━━━ THE INPUT

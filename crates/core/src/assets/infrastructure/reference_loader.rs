use std::path::Path;

use serde::Deserialize;

use crate::assets::domain::asset_error::AssetError;
use crate::assets::infrastructure::directory_scanner::{has_extension, list_files};
use crate::classification::domain::embedding::Embedding;
use crate::classification::domain::face_detector::FaceDetector;
use crate::classification::domain::face_encoder::FaceEncoder;
use crate::classification::domain::reference_set::ReferenceSet;
use crate::shared::constants::{EMBEDDING_EXTENSION, IMAGE_EXTENSIONS};
use crate::shared::frame::Frame;
use crate::shared::group::{Group, GroupCatalog};

/// Embedding file contents: one vector or a list of vectors.
#[derive(Deserialize)]
#[serde(untagged)]
enum EmbeddingFile {
    One(Embedding),
    Many(Vec<Embedding>),
}

/// Builds the [`ReferenceSet`] from `<root>/<group>/` directories.
///
/// Photos contribute the embedding of their first detected face; photos
/// without a face are skipped. `.json` files hold precomputed embeddings.
/// Missing directories and unreadable files are logged and skipped.
pub struct ReferenceLoader {
    detector: Box<dyn FaceDetector>,
    encoder: Box<dyn FaceEncoder>,
}

impl ReferenceLoader {
    pub fn new(detector: Box<dyn FaceDetector>, encoder: Box<dyn FaceEncoder>) -> Self {
        Self { detector, encoder }
    }

    /// Hands the models back once loading is done.
    pub fn into_parts(self) -> (Box<dyn FaceDetector>, Box<dyn FaceEncoder>) {
        (self.detector, self.encoder)
    }

    pub fn load(&mut self, root: &Path, catalog: &GroupCatalog) -> ReferenceSet {
        let mut references = ReferenceSet::new(catalog.clone());
        for group in catalog {
            let dir = root.join(group.name());
            if !dir.is_dir() {
                log::warn!("Reference directory not found: {}", dir.display());
                continue;
            }
            let loaded = self.load_group(&dir, group, &mut references);
            log::info!("Loaded {loaded} {group} reference faces");
        }
        references
    }

    fn load_group(&mut self, dir: &Path, group: &Group, references: &mut ReferenceSet) -> usize {
        let mut extensions = IMAGE_EXTENSIONS.to_vec();
        extensions.push(EMBEDDING_EXTENSION);
        let files = match list_files(dir, &extensions) {
            Ok(files) => files,
            Err(e) => {
                log::warn!("{e}");
                return 0;
            }
        };

        let mut loaded = 0;
        for path in files {
            log::debug!("Loading {}", path.display());
            let embeddings: Result<Vec<Embedding>, Box<dyn std::error::Error>> = if has_extension(&path, &[EMBEDDING_EXTENSION]) {
                read_embedding_file(&path).map_err(Box::from)
            } else {
                self.encode_photo(&path).map(|e| e.into_iter().collect())
            };
            match embeddings {
                Ok(embeddings) => {
                    for embedding in embeddings {
                        references.add(group, embedding);
                        loaded += 1;
                    }
                }
                Err(e) => log::warn!("Skipping {}: {e}", path.display()),
            }
        }
        loaded
    }

    fn encode_photo(&mut self, path: &Path) -> Result<Option<Embedding>, Box<dyn std::error::Error>> {
        let image = image::open(path).map_err(|source| AssetError::Decode {
            path: path.to_path_buf(),
            source,
        })?;
        let frame = Frame::from_image(image.to_rgb8(), 0);

        let faces = self.detector.detect(&frame)?;
        let Some(face) = faces.first().and_then(|bbox| frame.crop(bbox)) else {
            log::info!("No face found in {}, skipping", path.display());
            return Ok(None);
        };
        Ok(Some(self.encoder.encode(&face)?))
    }
}

pub fn read_embedding_file(path: &Path) -> Result<Vec<Embedding>, AssetError> {
    let text = std::fs::read_to_string(path).map_err(|source| AssetError::Io {
        path: path.to_path_buf(),
        source,
    })?;
    let parsed: EmbeddingFile = serde_json::from_str(&text).map_err(|source| AssetError::Embedding {
        path: path.to_path_buf(),
        source,
    })?;
    let embeddings = match parsed {
        EmbeddingFile::One(e) => vec![e],
        EmbeddingFile::Many(list) => list,
    };
    if embeddings.is_empty() || embeddings.iter().any(Embedding::is_empty) {
        return Err(AssetError::EmptyEmbedding(path.to_path_buf()));
    }
    Ok(embeddings)
}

━━━━━━

Print each entry exactly as it was written.

**ANSWER TO THIS TASK**
filename crates/core/src/assets/infrastructure/reference_loader.rs
use std::path::Path;

use serde::Deserialize;

use crate::assets::domain::asset_error::AssetError;
use crate::assets::infrastructure::directory_scanner::{has_extension, list_files};
use crate::classification::domain::embedding::Embedding;
use crate::classification::domain::face_detector::FaceDetector;
use crate::classification::domain::face_encoder::FaceEncoder;
use crate::classification::domain::reference_set::ReferenceSet;
use crate::shared::constants::{EMBEDDING_EXTENSION, IMAGE_EXTENSIONS};
use crate::shared::frame::Frame;
use crate::shared::group::{Group, GroupCatalog};

/// Embedding file contents: one vector or a list of vectors.
#[derive(Deserialize)]
#[serde(untagged)]
enum EmbeddingFile {
    One(Embedding),
    Many(Vec<Embedding>),
}

/// Builds the [`ReferenceSet`] from `<root>/<group>/` directories.
///
/// Photos contribute the embedding of their first detected face; photos
/// without a face are skipped. `.json` files hold precomputed embeddings.
/// Missing directories and unreadable files are logged and skipped.
pub struct ReferenceLoader {
    detector: Box<dyn FaceDetector>,
    encoder: Box<dyn FaceEncoder>,
}

impl ReferenceLoader {
    pub fn new(detector: Box<dyn FaceDetector>, encoder: Box<dyn FaceEncoder>) -> Self {
        Self { detector, encoder }
    }

    /// Hands the models back once loading is done.
    pub fn into_parts(self) -> (Box<dyn FaceDetector>, Box<dyn FaceEncoder>) {
        (self.detector, self.encoder)
    }

    pub fn load(&mut self, root: &Path, catalog: &GroupCatalog) -> ReferenceSet {
        let mut references = ReferenceSet::new(catalog.clone());
        for group in catalog {
            let dir = root.join(group.name());
            if !dir.is_dir() {
                log::warn!("Reference directory not found: {}", dir.display());
                continue;
            }
            let loaded = self.load_group(&dir, group, &mut references);
            log::info!("Loaded {loaded} {group} reference faces");
        }
        references
    }

    fn load_group(&mut self, dir: &Path, group: &Group, references: &mut ReferenceSet) -> usize {
        let mut extensions = IMAGE_EXTENSIONS.to_vec();
        extensions.push(EMBEDDING_EXTENSION);
        let files = match list_files(dir, &extensions) {
            Ok(files) => files,
            Err(e) => {
                log::warn!("{e}");
                return 0;
            }
        };

        let mut loaded = 0;
        for path in files {
            log::debug!("Loading {}", path.display());
            let embeddings: Result<Vec<Embedding>, Box<dyn std::error::Error>> = if has_extension(&path, &[EMBEDDING_EXTENSION]) {
                read_embedding_file(&path).map_err(Box::from)
            } else {
                self.encode_photo(&path).map(|e| e.into_iter().collect())
            };
            match embeddings {
                Ok(embeddings) => {
                    for embedding in embeddings {
                        references.add(group, embedding);
                        loaded += 1;
                    }
                }
                Err(e) => log::warn!("Skipping {}: {e}", path.display()),
            }
        }
        loaded
    }

    fn encode_photo(&mut self, path: &Path) -> Result<Option<Embedding>, Box<dyn std::error::Error>> {
        let image = image::open(path).map_err(|source| AssetError::Decode {
            path: path.to_path_buf(),
            source,
        })?;
        let frame = Frame::from_image(image.to_rgb8(), 0);

        let faces = self.detector.detect(&frame)?;
        let Some(face) = faces.first().and_then(|bbox| frame.crop(bbox)) else {
            log::info!("No face found in {}, skipping", path.display());
            return Ok(None);
        };
        Ok(Some(self.encoder.encode(&face)?))
    }
}

pub fn read_embedding_file(path: &Path) -> Result<Vec<Embedding>, AssetError> {
    let text = std::fs::read_to_string(path).map_err(|source| AssetError::Io {
        path: path.to_path_buf(),
        source,
    })?;
    let parsed: EmbeddingFile = serde_json::from_str(&text).map_err(|source| AssetError::Embedding {
        path: path.to_path_buf(),
        source,
    })?;
    let embeddings = match parsed {
        EmbeddingFile::One(e) => vec![e],
        EmbeddingFile::Many(list) => list,
    };
    if embeddings.is_empty() || embeddings.iter().any(Embedding::is_empty) {
        return Err(AssetError::EmptyEmbedding(path.to_path_buf()));
    }
    Ok(embeddings)
}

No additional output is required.